use std::sync::atomic::{AtomicBool, Ordering};

use tokio::sync::Notify;

/// Level-triggered "state changed" flag shared by all writers and consumed
/// by the single broadcast loop.
///
/// Any number of tasks may call [`ChangeSignal::set`] concurrently; the flag
/// stays set until the consumer clears it in [`ChangeSignal::wait_then_clear`].
/// N sets arriving before the consumer wakes collapse into one wake-up, and a
/// set racing with the clear is never lost: the stored notify permit makes
/// the next wait re-check the flag immediately.
pub struct ChangeSignal {
    flag: AtomicBool,
    notify: Notify,
}

impl ChangeSignal {
    pub fn new() -> Self {
        Self {
            flag: AtomicBool::new(false),
            notify: Notify::new(),
        }
    }

    /// Mark the state as changed. Idempotent, lock-free, safe from any task.
    pub fn set(&self) {
        self.flag.store(true, Ordering::SeqCst);
        self.notify.notify_one();
    }

    /// Block until the flag is set, then clear it and return. Only the
    /// broadcast loop may call this.
    pub async fn wait_then_clear(&self) {
        loop {
            if self.flag.swap(false, Ordering::SeqCst) {
                return;
            }
            self.notify.notified().await;
        }
    }

    /// Non-blocking peek at the current level.
    pub fn is_set(&self) -> bool {
        self.flag.load(Ordering::SeqCst)
    }
}

impl Default for ChangeSignal {
    fn default() -> Self {
        Self::new()
    }
}

#[cfg(test)]
mod tests {
    use super::*;
    use std::sync::Arc;
    use std::time::Duration;
    use tokio::time::timeout;

    #[tokio::test]
    async fn wait_returns_immediately_when_already_set() {
        let signal = ChangeSignal::new();
        signal.set();
        timeout(Duration::from_secs(1), signal.wait_then_clear())
            .await
            .expect("wait should complete without a fresh set");
        assert!(!signal.is_set());
    }

    #[tokio::test]
    async fn burst_of_sets_collapses_into_one_wake() {
        let signal = ChangeSignal::new();
        for _ in 0..5 {
            signal.set();
        }
        timeout(Duration::from_secs(1), signal.wait_then_clear())
            .await
            .expect("first wait should complete");

        // All five sets were consumed by the single wake; a second wait
        // pends until somebody signals again.
        let second = timeout(Duration::from_millis(100), signal.wait_then_clear()).await;
        assert!(second.is_err());
    }

    #[tokio::test]
    async fn set_after_wait_started_wakes_the_waiter() {
        let signal = Arc::new(ChangeSignal::new());
        let waiter = {
            let signal = signal.clone();
            tokio::spawn(async move { signal.wait_then_clear().await })
        };
        tokio::time::sleep(Duration::from_millis(50)).await;
        signal.set();
        timeout(Duration::from_secs(1), waiter)
            .await
            .expect("waiter should wake")
            .unwrap();
    }

    #[tokio::test]
    async fn set_during_processing_is_not_lost() {
        let signal = ChangeSignal::new();
        signal.set();
        signal.wait_then_clear().await;

        // A write lands while the consumer is still broadcasting the
        // previous snapshot; the next wait must observe it.
        signal.set();
        timeout(Duration::from_secs(1), signal.wait_then_clear())
            .await
            .expect("second set must produce a second wake");
    }
}
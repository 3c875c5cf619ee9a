use crate::state::store::LogEvent;

/// Decide whether the next event for a user is a login or a logout.
///
/// The first event for a user is always a login; after that the state
/// strictly alternates off the most recent prior event. Callers must resolve
/// the identity first: this is never invoked for an unknown scan.
pub fn resolve(prior: &[LogEvent]) -> bool {
    match prior.last() {
        Some(event) => !event.was_login,
        None => true,
    }
}
use std::path::Path;
use std::sync::Arc;
use std::time::Duration;

use serde::Serialize;
use sqlx::sqlite::{SqliteConnectOptions, SqliteJournalMode, SqlitePool, SqlitePoolOptions};
use sqlx::{Sqlite, Transaction};
use tokio::sync::{Mutex, OwnedMutexGuard};

use crate::error::AppError;

/// One immutable entry in the append-only event log. Ordering is by `id`,
/// which the store assigns monotonically on insert.
#[derive(Debug, Clone, PartialEq, Eq, Serialize, sqlx::FromRow)]
#[serde(rename_all = "camelCase")]
pub struct LogEvent {
    pub id: i64,
    pub user: String,
    #[sqlx(rename = "wasLogin")]
    pub was_login: bool,
    pub time: String,
    pub date: String,
}

/// Durable store for the roster and the event log.
///
/// All mutations go through [`Store::begin_write`], which serializes writers
/// behind a single async mutex. Reads run straight on the pool and never
/// touch the write lock; with WAL journaling they observe either the pre- or
/// post-write state, never a torn row.
pub struct Store {
    pool: SqlitePool,
    write_lock: Arc<Mutex<()>>,
}

/// Exclusive write access: holds the global write lock and an open
/// transaction. Dropping the handle without [`WriteHandle::commit`] rolls the
/// transaction back and releases the lock, so no error path can wedge
/// subsequent writers.
pub struct WriteHandle {
    tx: Transaction<'static, Sqlite>,
    _write_guard: OwnedMutexGuard<()>,
}

impl Store {
    /// Open (or create) the store and ensure the schema exists. Idempotent
    /// across restarts; fails fast if the file is locked or corrupt.
    pub async fn open(path: impl AsRef<Path>) -> Result<Self, AppError> {
        let options = SqliteConnectOptions::new()
            .filename(path)
            .create_if_missing(true)
            .journal_mode(SqliteJournalMode::Wal)
            .busy_timeout(Duration::from_secs(5));

        let pool = SqlitePoolOptions::new()
            .max_connections(4)
            .connect_with(options)
            .await?;

        sqlx::query(
            "CREATE TABLE IF NOT EXISTS users (\
             id INTEGER NOT NULL PRIMARY KEY AUTOINCREMENT, \
             name TEXT NOT NULL)",
        )
        .execute(&pool)
        .await?;

        sqlx::query(
            "CREATE TABLE IF NOT EXISTS log (\
             id INTEGER NOT NULL PRIMARY KEY AUTOINCREMENT, \
             user TEXT NOT NULL, \
             wasLogin BOOLEAN NOT NULL, \
             time TEXT NOT NULL, \
             date TEXT NOT NULL)",
        )
        .execute(&pool)
        .await?;

        Ok(Self {
            pool,
            write_lock: Arc::new(Mutex::new(())),
        })
    }

    /// Acquire exclusive write access. Blocks until every earlier writer has
    /// committed or been dropped.
    pub async fn begin_write(&self) -> Result<WriteHandle, AppError> {
        let guard = self.write_lock.clone().lock_owned().await;
        let tx = self.pool.begin().await?;
        Ok(WriteHandle {
            tx,
            _write_guard: guard,
        })
    }

    pub async fn all_users(&self) -> Result<Vec<String>, AppError> {
        let rows: Vec<(String,)> = sqlx::query_as("SELECT name FROM users ORDER BY id ASC")
            .fetch_all(&self.pool)
            .await?;
        Ok(rows.into_iter().map(|(name,)| name).collect())
    }

    pub async fn all_logs(&self) -> Result<Vec<LogEvent>, AppError> {
        let logs = sqlx::query_as::<_, LogEvent>(
            "SELECT id, user, wasLogin, time, date FROM log ORDER BY id ASC",
        )
        .fetch_all(&self.pool)
        .await?;
        Ok(logs)
    }

    pub async fn logs_for_user(&self, name: &str) -> Result<Vec<LogEvent>, AppError> {
        let logs = sqlx::query_as::<_, LogEvent>(
            "SELECT id, user, wasLogin, time, date FROM log WHERE user = ? ORDER BY id ASC",
        )
        .bind(name)
        .fetch_all(&self.pool)
        .await?;
        Ok(logs)
    }
}

impl WriteHandle {
    pub async fn insert_user(&mut self, name: &str) -> Result<(), AppError> {
        sqlx::query("INSERT INTO users (name) VALUES (?)")
            .bind(name)
            .execute(&mut *self.tx)
            .await?;
        Ok(())
    }

    /// Delete a roster row, returning how many rows matched.
    pub async fn delete_user(&mut self, name: &str) -> Result<u64, AppError> {
        let result = sqlx::query("DELETE FROM users WHERE name = ?")
            .bind(name)
            .execute(&mut *self.tx)
            .await?;
        Ok(result.rows_affected())
    }

    pub async fn user_exists(&mut self, name: &str) -> Result<bool, AppError> {
        let row: Option<(i64,)> = sqlx::query_as("SELECT id FROM users WHERE name = ?")
            .bind(name)
            .fetch_optional(&mut *self.tx)
            .await?;
        Ok(row.is_some())
    }

    /// Prior events for a user, read under the write lock so a toggle
    /// decision cannot be invalidated by a concurrent writer.
    pub async fn logs_for_user(&mut self, name: &str) -> Result<Vec<LogEvent>, AppError> {
        let logs = sqlx::query_as::<_, LogEvent>(
            "SELECT id, user, wasLogin, time, date FROM log WHERE user = ? ORDER BY id ASC",
        )
        .bind(name)
        .fetch_all(&mut *self.tx)
        .await?;
        Ok(logs)
    }

    pub async fn insert_log_event(
        &mut self,
        user: &str,
        was_login: bool,
        time: &str,
        date: &str,
    ) -> Result<LogEvent, AppError> {
        let result = sqlx::query("INSERT INTO log (user, wasLogin, time, date) VALUES (?, ?, ?, ?)")
            .bind(user)
            .bind(was_login)
            .bind(time)
            .bind(date)
            .execute(&mut *self.tx)
            .await?;
        Ok(LogEvent {
            id: result.last_insert_rowid(),
            user: user.to_string(),
            was_login,
            time: time.to_string(),
            date: date.to_string(),
        })
    }

    /// Persist all buffered changes and release the write lock.
    pub async fn commit(self) -> Result<(), AppError> {
        self.tx.commit().await?;
        Ok(())
    }
}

------------------------

Each line from the first line of the listing through the line with "concurrently; the flag" must be output exactly, both ends included, and no other line may appear.

use std::sync::atomic::{AtomicBool, Ordering};

use tokio::sync::Notify;

/// Level-triggered "state changed" flag shared by all writers and consumed
/// by the single broadcast loop.
///
/// Any number of tasks may call [`ChangeSignal::set`] concurrently; the flag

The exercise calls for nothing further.